§ WORK INSTRUCTIONS: Only the lines that hold "failures" should be in the answer, each copied from the data below.
*** EXERCISE INPUTS
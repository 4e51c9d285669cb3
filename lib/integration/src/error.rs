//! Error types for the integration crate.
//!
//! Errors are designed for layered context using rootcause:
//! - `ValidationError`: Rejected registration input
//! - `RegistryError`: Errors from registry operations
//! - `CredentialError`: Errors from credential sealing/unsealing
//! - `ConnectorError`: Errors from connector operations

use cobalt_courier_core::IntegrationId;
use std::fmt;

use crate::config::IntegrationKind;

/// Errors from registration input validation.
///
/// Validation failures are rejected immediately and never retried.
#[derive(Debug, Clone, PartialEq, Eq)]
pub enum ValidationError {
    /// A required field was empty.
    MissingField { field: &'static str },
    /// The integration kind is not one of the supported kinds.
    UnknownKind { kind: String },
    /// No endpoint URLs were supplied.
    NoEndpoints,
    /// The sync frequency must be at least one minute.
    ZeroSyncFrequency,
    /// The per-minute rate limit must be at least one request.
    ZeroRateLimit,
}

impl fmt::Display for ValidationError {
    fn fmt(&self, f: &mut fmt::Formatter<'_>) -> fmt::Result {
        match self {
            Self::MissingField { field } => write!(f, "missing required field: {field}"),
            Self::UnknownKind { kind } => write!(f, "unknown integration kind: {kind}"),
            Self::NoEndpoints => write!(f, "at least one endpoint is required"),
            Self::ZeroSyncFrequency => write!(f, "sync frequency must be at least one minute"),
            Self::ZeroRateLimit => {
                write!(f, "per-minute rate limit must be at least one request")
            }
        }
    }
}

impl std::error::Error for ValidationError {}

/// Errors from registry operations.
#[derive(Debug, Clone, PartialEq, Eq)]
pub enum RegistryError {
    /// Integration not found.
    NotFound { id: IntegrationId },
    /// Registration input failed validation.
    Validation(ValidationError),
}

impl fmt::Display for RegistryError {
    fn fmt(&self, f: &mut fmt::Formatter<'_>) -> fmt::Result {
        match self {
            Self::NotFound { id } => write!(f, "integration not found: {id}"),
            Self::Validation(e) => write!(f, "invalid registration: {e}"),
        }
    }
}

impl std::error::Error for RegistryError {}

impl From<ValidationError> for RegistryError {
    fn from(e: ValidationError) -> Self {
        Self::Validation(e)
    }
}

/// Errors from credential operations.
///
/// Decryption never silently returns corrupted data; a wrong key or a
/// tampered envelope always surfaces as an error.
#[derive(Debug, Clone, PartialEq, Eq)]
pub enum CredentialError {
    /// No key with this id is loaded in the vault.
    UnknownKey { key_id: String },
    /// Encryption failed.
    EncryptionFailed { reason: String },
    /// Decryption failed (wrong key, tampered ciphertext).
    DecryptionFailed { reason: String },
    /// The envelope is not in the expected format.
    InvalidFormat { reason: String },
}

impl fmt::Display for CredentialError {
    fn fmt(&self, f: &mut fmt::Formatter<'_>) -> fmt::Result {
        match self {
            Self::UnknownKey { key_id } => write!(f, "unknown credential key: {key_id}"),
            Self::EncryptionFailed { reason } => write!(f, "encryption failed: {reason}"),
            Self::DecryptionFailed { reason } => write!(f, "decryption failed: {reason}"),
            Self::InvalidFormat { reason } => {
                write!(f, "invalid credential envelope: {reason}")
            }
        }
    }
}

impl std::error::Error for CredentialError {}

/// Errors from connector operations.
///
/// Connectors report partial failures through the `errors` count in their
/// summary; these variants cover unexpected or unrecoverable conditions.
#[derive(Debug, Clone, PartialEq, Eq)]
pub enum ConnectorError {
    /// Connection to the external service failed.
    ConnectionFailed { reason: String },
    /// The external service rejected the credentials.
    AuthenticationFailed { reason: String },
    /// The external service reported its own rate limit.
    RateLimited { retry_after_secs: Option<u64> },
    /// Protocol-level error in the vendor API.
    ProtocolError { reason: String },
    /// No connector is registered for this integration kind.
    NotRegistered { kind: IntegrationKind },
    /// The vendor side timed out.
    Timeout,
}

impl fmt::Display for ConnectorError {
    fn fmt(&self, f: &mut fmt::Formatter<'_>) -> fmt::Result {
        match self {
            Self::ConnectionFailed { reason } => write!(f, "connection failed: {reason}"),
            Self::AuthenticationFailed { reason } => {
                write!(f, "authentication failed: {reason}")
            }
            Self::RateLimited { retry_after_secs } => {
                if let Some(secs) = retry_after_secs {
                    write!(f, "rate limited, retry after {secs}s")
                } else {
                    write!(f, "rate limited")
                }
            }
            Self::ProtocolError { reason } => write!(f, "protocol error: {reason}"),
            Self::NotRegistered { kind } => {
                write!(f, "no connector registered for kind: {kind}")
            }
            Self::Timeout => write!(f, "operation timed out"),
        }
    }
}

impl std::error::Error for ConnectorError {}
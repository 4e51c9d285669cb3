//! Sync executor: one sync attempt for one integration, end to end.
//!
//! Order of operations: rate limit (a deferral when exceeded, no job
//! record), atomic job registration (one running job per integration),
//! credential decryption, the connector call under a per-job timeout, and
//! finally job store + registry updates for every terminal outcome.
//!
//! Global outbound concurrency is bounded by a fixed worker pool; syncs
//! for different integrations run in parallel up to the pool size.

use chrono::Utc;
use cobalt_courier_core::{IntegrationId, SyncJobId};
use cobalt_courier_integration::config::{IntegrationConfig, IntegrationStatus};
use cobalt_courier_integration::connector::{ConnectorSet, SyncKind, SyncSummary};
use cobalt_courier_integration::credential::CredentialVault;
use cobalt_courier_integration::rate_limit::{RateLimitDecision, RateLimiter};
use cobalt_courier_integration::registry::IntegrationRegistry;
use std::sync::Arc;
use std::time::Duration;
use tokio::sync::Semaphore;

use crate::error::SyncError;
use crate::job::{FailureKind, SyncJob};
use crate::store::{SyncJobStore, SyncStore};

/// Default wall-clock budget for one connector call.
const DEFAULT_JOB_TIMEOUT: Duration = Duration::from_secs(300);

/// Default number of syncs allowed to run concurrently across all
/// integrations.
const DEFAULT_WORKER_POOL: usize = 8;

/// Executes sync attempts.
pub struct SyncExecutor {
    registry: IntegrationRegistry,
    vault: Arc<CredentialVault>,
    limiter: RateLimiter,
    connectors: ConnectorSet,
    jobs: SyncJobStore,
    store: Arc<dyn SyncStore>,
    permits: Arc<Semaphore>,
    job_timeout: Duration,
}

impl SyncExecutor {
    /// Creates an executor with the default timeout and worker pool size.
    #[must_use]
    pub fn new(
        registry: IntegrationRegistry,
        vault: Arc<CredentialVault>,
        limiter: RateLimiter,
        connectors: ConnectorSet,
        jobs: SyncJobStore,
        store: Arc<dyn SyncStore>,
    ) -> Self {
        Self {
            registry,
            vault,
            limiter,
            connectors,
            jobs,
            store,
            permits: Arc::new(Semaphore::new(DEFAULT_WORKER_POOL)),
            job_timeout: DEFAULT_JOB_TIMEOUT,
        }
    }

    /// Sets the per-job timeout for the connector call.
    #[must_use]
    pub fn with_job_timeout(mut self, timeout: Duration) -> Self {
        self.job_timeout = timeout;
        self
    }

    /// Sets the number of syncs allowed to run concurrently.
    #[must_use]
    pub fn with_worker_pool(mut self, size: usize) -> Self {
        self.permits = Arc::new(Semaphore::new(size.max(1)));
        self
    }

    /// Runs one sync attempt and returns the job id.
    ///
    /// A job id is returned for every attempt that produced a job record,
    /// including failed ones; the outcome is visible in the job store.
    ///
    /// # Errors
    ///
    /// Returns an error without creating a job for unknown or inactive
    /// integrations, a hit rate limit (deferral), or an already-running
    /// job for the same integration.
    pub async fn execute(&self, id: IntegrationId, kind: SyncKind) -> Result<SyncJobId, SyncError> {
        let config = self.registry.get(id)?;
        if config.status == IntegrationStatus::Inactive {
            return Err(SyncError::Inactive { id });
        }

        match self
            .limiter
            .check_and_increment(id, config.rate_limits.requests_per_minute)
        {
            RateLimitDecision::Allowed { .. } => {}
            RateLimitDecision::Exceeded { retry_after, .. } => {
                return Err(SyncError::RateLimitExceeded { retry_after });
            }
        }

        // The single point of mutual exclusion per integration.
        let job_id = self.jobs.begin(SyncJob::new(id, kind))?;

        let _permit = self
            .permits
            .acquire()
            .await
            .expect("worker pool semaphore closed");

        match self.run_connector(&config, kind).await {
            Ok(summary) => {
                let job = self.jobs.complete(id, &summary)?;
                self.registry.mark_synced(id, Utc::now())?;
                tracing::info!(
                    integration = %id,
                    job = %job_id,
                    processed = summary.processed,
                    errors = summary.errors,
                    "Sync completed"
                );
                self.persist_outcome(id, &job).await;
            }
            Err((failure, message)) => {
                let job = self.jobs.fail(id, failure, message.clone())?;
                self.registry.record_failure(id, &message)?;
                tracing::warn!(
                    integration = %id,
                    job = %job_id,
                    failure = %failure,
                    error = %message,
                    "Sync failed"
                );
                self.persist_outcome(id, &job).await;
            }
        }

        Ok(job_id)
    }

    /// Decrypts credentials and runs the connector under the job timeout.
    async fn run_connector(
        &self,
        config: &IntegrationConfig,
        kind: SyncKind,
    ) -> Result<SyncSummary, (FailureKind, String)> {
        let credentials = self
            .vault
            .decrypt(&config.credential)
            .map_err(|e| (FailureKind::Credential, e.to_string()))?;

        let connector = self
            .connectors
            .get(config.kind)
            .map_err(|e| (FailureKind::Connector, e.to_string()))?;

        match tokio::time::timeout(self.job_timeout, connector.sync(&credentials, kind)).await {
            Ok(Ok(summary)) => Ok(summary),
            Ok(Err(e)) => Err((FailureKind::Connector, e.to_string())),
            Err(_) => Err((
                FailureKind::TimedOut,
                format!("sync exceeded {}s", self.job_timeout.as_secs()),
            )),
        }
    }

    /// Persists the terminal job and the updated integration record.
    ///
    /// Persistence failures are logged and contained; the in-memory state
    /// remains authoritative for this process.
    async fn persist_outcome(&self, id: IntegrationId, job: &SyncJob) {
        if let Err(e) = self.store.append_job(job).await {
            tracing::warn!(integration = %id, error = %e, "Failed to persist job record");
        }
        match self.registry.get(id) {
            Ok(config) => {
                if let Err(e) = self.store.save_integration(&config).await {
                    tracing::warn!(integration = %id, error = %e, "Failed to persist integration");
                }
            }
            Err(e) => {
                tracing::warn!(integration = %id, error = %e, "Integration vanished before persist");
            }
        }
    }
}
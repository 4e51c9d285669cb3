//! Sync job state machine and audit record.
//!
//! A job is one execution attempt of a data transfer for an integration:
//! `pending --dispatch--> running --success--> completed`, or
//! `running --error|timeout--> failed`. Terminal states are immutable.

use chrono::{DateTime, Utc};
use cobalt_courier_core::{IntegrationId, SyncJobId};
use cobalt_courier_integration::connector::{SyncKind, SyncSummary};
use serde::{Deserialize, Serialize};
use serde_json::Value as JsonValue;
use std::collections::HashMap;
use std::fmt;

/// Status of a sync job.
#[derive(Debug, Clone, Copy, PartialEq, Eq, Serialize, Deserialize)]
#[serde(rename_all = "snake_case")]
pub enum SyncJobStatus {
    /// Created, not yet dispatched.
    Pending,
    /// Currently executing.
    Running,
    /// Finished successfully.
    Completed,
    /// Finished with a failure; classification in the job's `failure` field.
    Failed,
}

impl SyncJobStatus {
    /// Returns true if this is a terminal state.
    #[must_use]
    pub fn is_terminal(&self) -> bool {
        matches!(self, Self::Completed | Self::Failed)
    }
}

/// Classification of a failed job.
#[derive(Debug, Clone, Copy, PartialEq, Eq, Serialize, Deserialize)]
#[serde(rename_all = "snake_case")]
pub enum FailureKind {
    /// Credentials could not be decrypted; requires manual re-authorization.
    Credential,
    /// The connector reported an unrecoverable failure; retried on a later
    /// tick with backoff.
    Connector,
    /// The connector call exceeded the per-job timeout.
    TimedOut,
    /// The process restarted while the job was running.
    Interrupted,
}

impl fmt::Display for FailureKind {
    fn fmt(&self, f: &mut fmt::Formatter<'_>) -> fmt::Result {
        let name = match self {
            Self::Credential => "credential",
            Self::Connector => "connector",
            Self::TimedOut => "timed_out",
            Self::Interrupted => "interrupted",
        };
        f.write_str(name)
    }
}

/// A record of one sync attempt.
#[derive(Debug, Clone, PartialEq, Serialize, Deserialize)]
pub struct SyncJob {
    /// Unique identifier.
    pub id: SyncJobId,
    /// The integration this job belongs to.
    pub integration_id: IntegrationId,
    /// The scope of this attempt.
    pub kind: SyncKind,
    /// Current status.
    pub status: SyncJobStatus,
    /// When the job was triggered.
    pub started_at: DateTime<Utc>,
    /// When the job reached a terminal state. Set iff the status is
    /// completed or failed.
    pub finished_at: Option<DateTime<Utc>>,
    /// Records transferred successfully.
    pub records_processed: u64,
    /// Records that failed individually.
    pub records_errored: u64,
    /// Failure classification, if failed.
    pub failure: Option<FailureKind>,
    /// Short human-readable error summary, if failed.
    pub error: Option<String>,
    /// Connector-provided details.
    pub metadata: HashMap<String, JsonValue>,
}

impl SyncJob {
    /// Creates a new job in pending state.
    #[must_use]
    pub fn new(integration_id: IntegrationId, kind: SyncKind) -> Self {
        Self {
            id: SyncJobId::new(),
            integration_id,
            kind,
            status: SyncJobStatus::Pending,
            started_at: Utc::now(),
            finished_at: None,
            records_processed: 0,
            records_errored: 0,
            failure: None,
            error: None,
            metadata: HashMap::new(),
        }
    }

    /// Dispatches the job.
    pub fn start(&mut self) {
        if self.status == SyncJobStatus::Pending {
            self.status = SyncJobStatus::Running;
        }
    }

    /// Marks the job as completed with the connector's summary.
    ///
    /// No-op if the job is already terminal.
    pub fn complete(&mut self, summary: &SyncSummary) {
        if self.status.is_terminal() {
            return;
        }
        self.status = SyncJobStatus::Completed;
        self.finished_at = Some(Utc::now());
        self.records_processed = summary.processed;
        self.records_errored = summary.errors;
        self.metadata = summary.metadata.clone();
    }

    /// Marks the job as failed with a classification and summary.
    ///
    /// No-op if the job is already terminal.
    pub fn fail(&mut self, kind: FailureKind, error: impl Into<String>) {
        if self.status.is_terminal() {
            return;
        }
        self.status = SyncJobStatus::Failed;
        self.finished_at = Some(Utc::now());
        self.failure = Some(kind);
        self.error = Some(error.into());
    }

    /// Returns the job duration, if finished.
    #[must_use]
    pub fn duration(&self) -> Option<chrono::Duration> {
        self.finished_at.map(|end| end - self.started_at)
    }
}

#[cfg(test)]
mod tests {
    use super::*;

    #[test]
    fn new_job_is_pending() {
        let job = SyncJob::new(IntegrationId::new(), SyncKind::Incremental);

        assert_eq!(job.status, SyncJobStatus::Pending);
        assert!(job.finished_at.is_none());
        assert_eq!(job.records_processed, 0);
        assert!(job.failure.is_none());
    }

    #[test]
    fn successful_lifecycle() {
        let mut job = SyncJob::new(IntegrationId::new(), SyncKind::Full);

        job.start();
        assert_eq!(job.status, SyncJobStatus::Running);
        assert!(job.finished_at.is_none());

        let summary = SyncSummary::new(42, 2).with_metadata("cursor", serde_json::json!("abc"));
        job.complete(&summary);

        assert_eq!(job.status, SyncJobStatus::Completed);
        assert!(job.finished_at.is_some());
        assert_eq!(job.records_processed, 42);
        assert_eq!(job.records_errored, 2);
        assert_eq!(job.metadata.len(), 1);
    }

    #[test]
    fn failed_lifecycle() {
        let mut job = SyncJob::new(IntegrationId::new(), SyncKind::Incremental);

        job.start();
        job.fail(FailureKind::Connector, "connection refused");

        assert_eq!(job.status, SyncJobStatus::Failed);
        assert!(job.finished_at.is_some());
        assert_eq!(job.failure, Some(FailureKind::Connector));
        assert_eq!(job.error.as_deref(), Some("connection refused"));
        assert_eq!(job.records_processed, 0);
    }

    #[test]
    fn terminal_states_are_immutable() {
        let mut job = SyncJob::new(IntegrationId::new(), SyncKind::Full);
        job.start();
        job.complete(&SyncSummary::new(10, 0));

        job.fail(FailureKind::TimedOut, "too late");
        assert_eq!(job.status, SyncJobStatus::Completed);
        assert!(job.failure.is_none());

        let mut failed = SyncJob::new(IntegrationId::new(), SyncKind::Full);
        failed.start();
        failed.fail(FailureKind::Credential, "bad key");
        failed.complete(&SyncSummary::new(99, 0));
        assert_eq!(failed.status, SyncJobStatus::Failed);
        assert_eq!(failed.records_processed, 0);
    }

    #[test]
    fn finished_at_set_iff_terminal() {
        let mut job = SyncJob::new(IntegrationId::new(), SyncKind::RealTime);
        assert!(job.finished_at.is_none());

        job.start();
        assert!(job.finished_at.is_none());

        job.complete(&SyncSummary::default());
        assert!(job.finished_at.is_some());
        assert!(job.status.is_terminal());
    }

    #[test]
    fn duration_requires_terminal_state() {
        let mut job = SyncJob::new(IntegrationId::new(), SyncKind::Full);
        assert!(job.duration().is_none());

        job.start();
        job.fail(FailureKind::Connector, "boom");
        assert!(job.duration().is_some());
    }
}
******
§ SOLUTION TO THE EXERCISE:
/// Validation failures are rejected immediately and never retried.
/// Connectors report partial failures through the `errors` count in their
    /// Persistence failures are logged and contained; the in-memory state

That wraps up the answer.